'A pior das injustiças é aquela
cometida pela própria Justiça'
O julgamento da AP 470 caminha para o
fim como começou: inovando - e violando - garantias individuais asseguradas
pela Constituição e pela Convenção Americana dos Direitos Humanos, da qual o
Brasil é signatário.
A Suprema Corte do meu país mandou
fatiar o cumprimento das penas. O julgamento começou sob o signo da exceção e
assim permanece. No início, não desmembraram o processo para a primeira
instância, violando o direito ao duplo grau de jurisdição, garantia expressa no
artigo 8 do Pacto de San Jose. Ficamos nós, os réus, com um suposto foro
privilegiado, direito que eu não tinha, o que fez do caso um julgamento de
exceção e político.
Como sempre, vou cumprir o que manda a
Constituição e a lei, mas não sem protestar e denunciar o caráter injusto da
condenação que recebi. A pior das injustiças é aquela cometida pela própria
Justiça.
É público e consta dos autos que fui
condenado sem provas. Sou inocente e fui apenado a 10 anos e 10 meses por
corrupção ativa e formação de quadrilha - contra a qual ainda cabe recurso -
com base na teoria do domínio do fato, aplicada erroneamente pelo STF.
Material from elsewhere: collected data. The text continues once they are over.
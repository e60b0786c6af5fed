//! Integration tests for the `check` command.

mod common;

use common::{
    BOTH_MUST_EXIST_CONFIG, DISALLOWED_ELSEWHERE_CONFIG, PASSWORD_CONFIG, POM_JAVA8, TestFixture,
};
use predicates::prelude::*;

// =============================================================================
// Single-file rules
// =============================================================================

#[test]
fn simple_rule_reports_matching_line() {
    let fixture = TestFixture::new();
    fixture.create_config(PASSWORD_CONFIG);
    fixture.create_file("a.properties", "user=admin\npassword=plaintext123\n");

    text_guard!()
        .current_dir(fixture.path())
        .args(["check", "--color", "never"])
        .assert()
        .code(1)
        .stdout(predicate::str::contains(
            "a.properties:2: [text:no-password] Plain text password",
        ))
        .stdout(predicate::str::contains("Summary: 1 issue in 1 file (1 rule)"));
}

#[test]
fn clean_project_exits_zero() {
    let fixture = TestFixture::new();
    fixture.create_config(PASSWORD_CONFIG);
    fixture.create_file("a.properties", "user=admin\n");

    text_guard!()
        .current_dir(fixture.path())
        .args(["check", "--color", "never"])
        .assert()
        .success()
        .stdout(predicate::str::contains("Summary: 0 issues"));
}

#[test]
fn warn_only_reports_but_exits_zero() {
    let fixture = TestFixture::new();
    fixture.create_config(PASSWORD_CONFIG);
    fixture.create_file("a.properties", "password=x\n");

    text_guard!()
        .current_dir(fixture.path())
        .args(["check", "--warn-only", "--color", "never"])
        .assert()
        .success()
        .stdout(predicate::str::contains("Plain text password"));
}

#[test]
fn files_outside_suffixes_are_not_scanned() {
    let fixture = TestFixture::new();
    fixture.create_config(PASSWORD_CONFIG);
    fixture.create_file("notes.md", "password=x\n");

    text_guard!()
        .current_dir(fixture.path())
        .args(["check"])
        .assert()
        .success();
}

#[test]
fn explicit_file_is_scanned_regardless_of_suffix() {
    let fixture = TestFixture::new();
    fixture.create_config(PASSWORD_CONFIG);
    fixture.create_file("notes.md", "password=x\n");

    text_guard!()
        .current_dir(fixture.path())
        .args(["check", "notes.md", "--color", "never"])
        .assert()
        .code(1)
        .stdout(predicate::str::contains("notes.md:1:"));
}

#[test]
fn exclude_flag_skips_matching_paths() {
    let fixture = TestFixture::new();
    fixture.create_config(PASSWORD_CONFIG);
    fixture.create_file("target/a.properties", "password=x\n");

    text_guard!()
        .current_dir(fixture.path())
        .args(["check", "-x", "**/target/**"])
        .assert()
        .success();
}

#[test]
fn skip_project_keys_suppresses_rule() {
    let fixture = TestFixture::new();
    fixture.create_config(
        r#"
[[rules]]
key = "no-password"
kind = "simple"
expression = "password=.*"
skip_project_keys = "^legacy:.*"
"#,
    );
    fixture.create_file("a.properties", "password=x\n");

    text_guard!()
        .current_dir(fixture.path())
        .args(["check", "--project-key", "legacy:billing"])
        .assert()
        .success();

    text_guard!()
        .current_dir(fixture.path())
        .args(["check", "--project-key", "modern:billing"])
        .assert()
        .code(1);
}

#[test]
fn oversized_document_is_skipped_with_warning() {
    let fixture = TestFixture::new();
    fixture.create_config(
        r#"
[[rules]]
key = "secret"
kind = "multiline"
expression = "secret"
"#,
    );
    let mut big = "x".repeat(500_001);
    big.push_str("secret");
    fixture.create_file("big.txt", &big);
    fixture.create_file("small.txt", "secret\n");

    let output = text_guard!()
        .current_dir(fixture.path())
        .args(["check", "--color", "never"])
        .output()
        .unwrap();

    let stdout = String::from_utf8_lossy(&output.stdout);
    let stderr = String::from_utf8_lossy(&output.stderr);
    assert_eq!(output.status.code(), Some(1));
    assert!(stdout.contains("small.txt:1:"));
    assert!(!stdout.contains("big.txt"));
    assert_eq!(stderr.matches("maximum scan depth").count(), 1);
}

#[test]
fn oversized_document_warns_once_per_cross_file_rule() {
    let fixture = TestFixture::new();
    fixture.create_config(
        r#"
[[rules]]
key = "no-jdk7"
kind = "disallowed-if-match-elsewhere"
trigger_expression = "target"
disallow_expression = "jdk1\\.7"
line_by_line = false
"#,
    );
    let mut big = "target jdk1.7\n".to_string();
    big.push_str(&"x".repeat(500_001));
    fixture.create_file("big.txt", &big);

    let output = text_guard!()
        .current_dir(fixture.path())
        .args(["check", "--color", "never"])
        .output()
        .unwrap();

    let stderr = String::from_utf8_lossy(&output.stderr);
    assert_eq!(output.status.code(), Some(0));
    assert_eq!(stderr.matches("maximum scan depth").count(), 1);
    assert!(stderr.contains("text:no-jdk7"));
}

// =============================================================================
// Cross-file rules
// =============================================================================

#[test]
fn both_must_exist_reports_trigger_when_companion_missing() {
    let fixture = TestFixture::new();
    fixture.create_config(BOTH_MUST_EXIST_CONFIG);
    fixture.create_file("pom.xml", POM_JAVA8);
    fixture.create_file("setup-env.properties", "JAVA_OPTS=-Xmx1g\n");

    text_guard!()
        .current_dir(fixture.path())
        .args(["check", "--color", "never"])
        .assert()
        .code(1)
        .stdout(predicate::str::contains(
            "pom.xml:3: [corp:java8-foo] Java 8 builds need -DFooProperty",
        ))
        .stdout(predicate::str::contains("Summary: 1 issue"));
}

#[test]
fn both_must_exist_is_satisfied_by_companion() {
    let fixture = TestFixture::new();
    fixture.create_config(BOTH_MUST_EXIST_CONFIG);
    fixture.create_file("pom.xml", POM_JAVA8);
    fixture.create_file("setup-env.properties", "JAVA_OPTS=-DFooProperty=1\n");

    text_guard!()
        .current_dir(fixture.path())
        .args(["check"])
        .assert()
        .success();
}

#[test]
fn both_must_exist_without_trigger_reports_nothing() {
    let fixture = TestFixture::new();
    fixture.create_config(BOTH_MUST_EXIST_CONFIG);
    fixture.create_file("pom.xml", "<project/>\n");
    fixture.create_file("setup-env.properties", "JAVA_OPTS=-Xmx1g\n");

    text_guard!()
        .current_dir(fixture.path())
        .args(["check"])
        .assert()
        .success();
}

#[test]
fn disallowed_elsewhere_reports_disallow_file() {
    let fixture = TestFixture::new();
    fixture.create_config(DISALLOWED_ELSEWHERE_CONFIG);
    fixture.create_file("pom.xml", POM_JAVA8);
    fixture.create_file(
        "conf/setup-env.properties",
        "# env\nJAVA_HOME=/opt/jdk1.7.0_80\n",
    );

    text_guard!()
        .current_dir(fixture.path())
        .args(["check", "--color", "never"])
        .assert()
        .code(1)
        .stdout(predicate::str::contains(
            "conf/setup-env.properties:2: [corp:no-jdk7]",
        ))
        .stdout(predicate::str::contains("pom.xml:").not());
}

#[test]
fn sequential_and_parallel_scans_agree() {
    let fixture = TestFixture::new();
    fixture.create_config(DISALLOWED_ELSEWHERE_CONFIG);
    fixture.create_file("pom.xml", POM_JAVA8);
    for i in 0..8 {
        fixture.create_file(
            &format!("mod{i}/env.properties"),
            "JAVA_HOME=/opt/jdk1.7\n",
        );
    }

    let parallel = text_guard!()
        .current_dir(fixture.path())
        .args(["check", "-f", "json"])
        .output()
        .unwrap();
    let sequential = text_guard!()
        .current_dir(fixture.path())
        .args(["check", "-f", "json", "--sequential"])
        .output()
        .unwrap();

    assert_eq!(parallel.status.code(), Some(1));
    assert_eq!(parallel.stdout, sequential.stdout);
}

// =============================================================================
// Output formats
// =============================================================================

#[test]
fn json_output_lists_issues() {
    let fixture = TestFixture::new();
    fixture.create_config(BOTH_MUST_EXIST_CONFIG);
    fixture.create_file("pom.xml", POM_JAVA8);

    let output = text_guard!()
        .current_dir(fixture.path())
        .args(["check", "-f", "json"])
        .output()
        .unwrap();

    let parsed: serde_json::Value = serde_json::from_slice(&output.stdout).unwrap();
    assert_eq!(parsed["summary"]["issues"], 1);
    assert_eq!(parsed["issues"][0]["path"], "pom.xml");
    assert_eq!(parsed["issues"][0]["line"], 3);
    assert_eq!(parsed["issues"][0]["rule"], "java8-foo");
    assert_eq!(parsed["issues"][0]["repository"], "corp");
}

#[test]
fn sarif_output_is_written_to_file() {
    let fixture = TestFixture::new();
    fixture.create_config(PASSWORD_CONFIG);
    fixture.create_file("a.properties", "password=x\n");

    text_guard!()
        .current_dir(fixture.path())
        .args(["check", "-f", "sarif", "-o", "reports/out.sarif"])
        .assert()
        .code(1);

    let content = std::fs::read_to_string(fixture.path().join("reports/out.sarif")).unwrap();
    let parsed: serde_json::Value = serde_json::from_str(&content).unwrap();
    assert_eq!(parsed["version"], "2.1.0");
    assert_eq!(parsed["runs"][0]["results"][0]["ruleId"], "text:no-password");
}

// =============================================================================
// Errors
// =============================================================================

#[test]
fn invalid_regex_is_a_configuration_error() {
    let fixture = TestFixture::new();
    fixture.create_config(
        r#"
[[rules]]
key = "broken"
kind = "simple"
expression = "("
"#,
    );

    text_guard!()
        .current_dir(fixture.path())
        .args(["check"])
        .assert()
        .code(2)
        .stderr(predicate::str::contains("broken"));
}

#[test]
fn missing_path_is_an_error() {
    let fixture = TestFixture::new();

    text_guard!()
        .current_dir(fixture.path())
        .args(["check", "does-not-exist"])
        .assert()
        .code(2);
}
Fui condenado sem ato de oficio ou
provas, num julgamento transmitido dia e noite pela TV, sob pressão da grande
imprensa, que durante esses oito anos me submeteu a um pré-julgamento e
linchamento.
Ignoraram-se provas categóricas de que
não houve qualquer desvio de dinheiro público. Provas que ratificavam que os
pagamentos realizados pela Visanet, via Banco do Brasil, tiveram a devida
contrapartida em serviços prestados por agência de publicidade contratada.
Chancelou-se a acusação de que votos
foram comprados em votações parlamentares sem quaisquer evidências concretas,
estabelecendo essa interpretação para atos que guardam relação apenas com o
pagamento de despesas ou acordos eleitorais.
Durante o julgamento inédito que
paralisou a Suprema Corte por mais de um ano, a cobertura da imprensa foi
estimulada e estimulou votos e condenações, acobertou violações dos direitos e
garantais individuais, do direito de defesa e das prerrogativas dos advogados -
violadas mais uma vez na sessão de quarta-feira, quando lhes foi negado o
contraditório ao pedido da Procuradoria-Geral da República.
Não me condenaram pelos meus atos nos
quase 50 anos de vida política dedicada integralmente ao Brasil, à democracia e
ao povo brasileiro. Nunca fui sequer investigado em minha vida pública, como
deputado, como militante social e dirigente político, como profissional e
cidadão, como ministro de Estado do governo Lula. Minha condenação foi e é uma
tentativa de julgar nossa luta e nossa história, da esquerda e do PT, nossos
governos e nosso projeto político.
Esta é a segunda vez em minha vida que
pagarei com a prisão por cumprir meu papel no combate por uma sociedade mais
justa e fraterna. Fui preso político durante a ditadura militar. Serei preso
político de uma democracia sob pressão das elites.
Mesmo nas piores circunstâncias, minha
geração sempre demonstrou que não se verga e não se quebra. Peço aos amigos e
companheiros que mantenham a serenidade e a firmeza. O povo brasileiro segue
apoiando as mudanças iniciadas pelo presidente Lula e incrementadas pela
presidente Dilma.
Ainda que preso, permanecerei lutando
para provar minha inocência e anular esta sentença espúria, através da revisão
criminal e do apelo às cortes internacionais. Não importa que me tenham roubado
a liberdade: continuarei a defender por todos os meios ao meu alcance as
grandes causas da nossa gente, ao lado do povo brasileiro, combatendo por sua
emancipação e soberania.
José Dirceu
***
-NOTA: O Editor do Blog presta aqui sua
total e irrestrita solidariedade ao valoroso companheiro José Dirceu, assim
como ao não menos valoroso companheiro José Genoíno e outros que, como eles,
foram 'julgados' e condenados sem provas, num julgamento midiático, político e
de exceção, que depõe contra o Estado Democrático de Direito vigente em nosso
país - e contra a própria Constituição.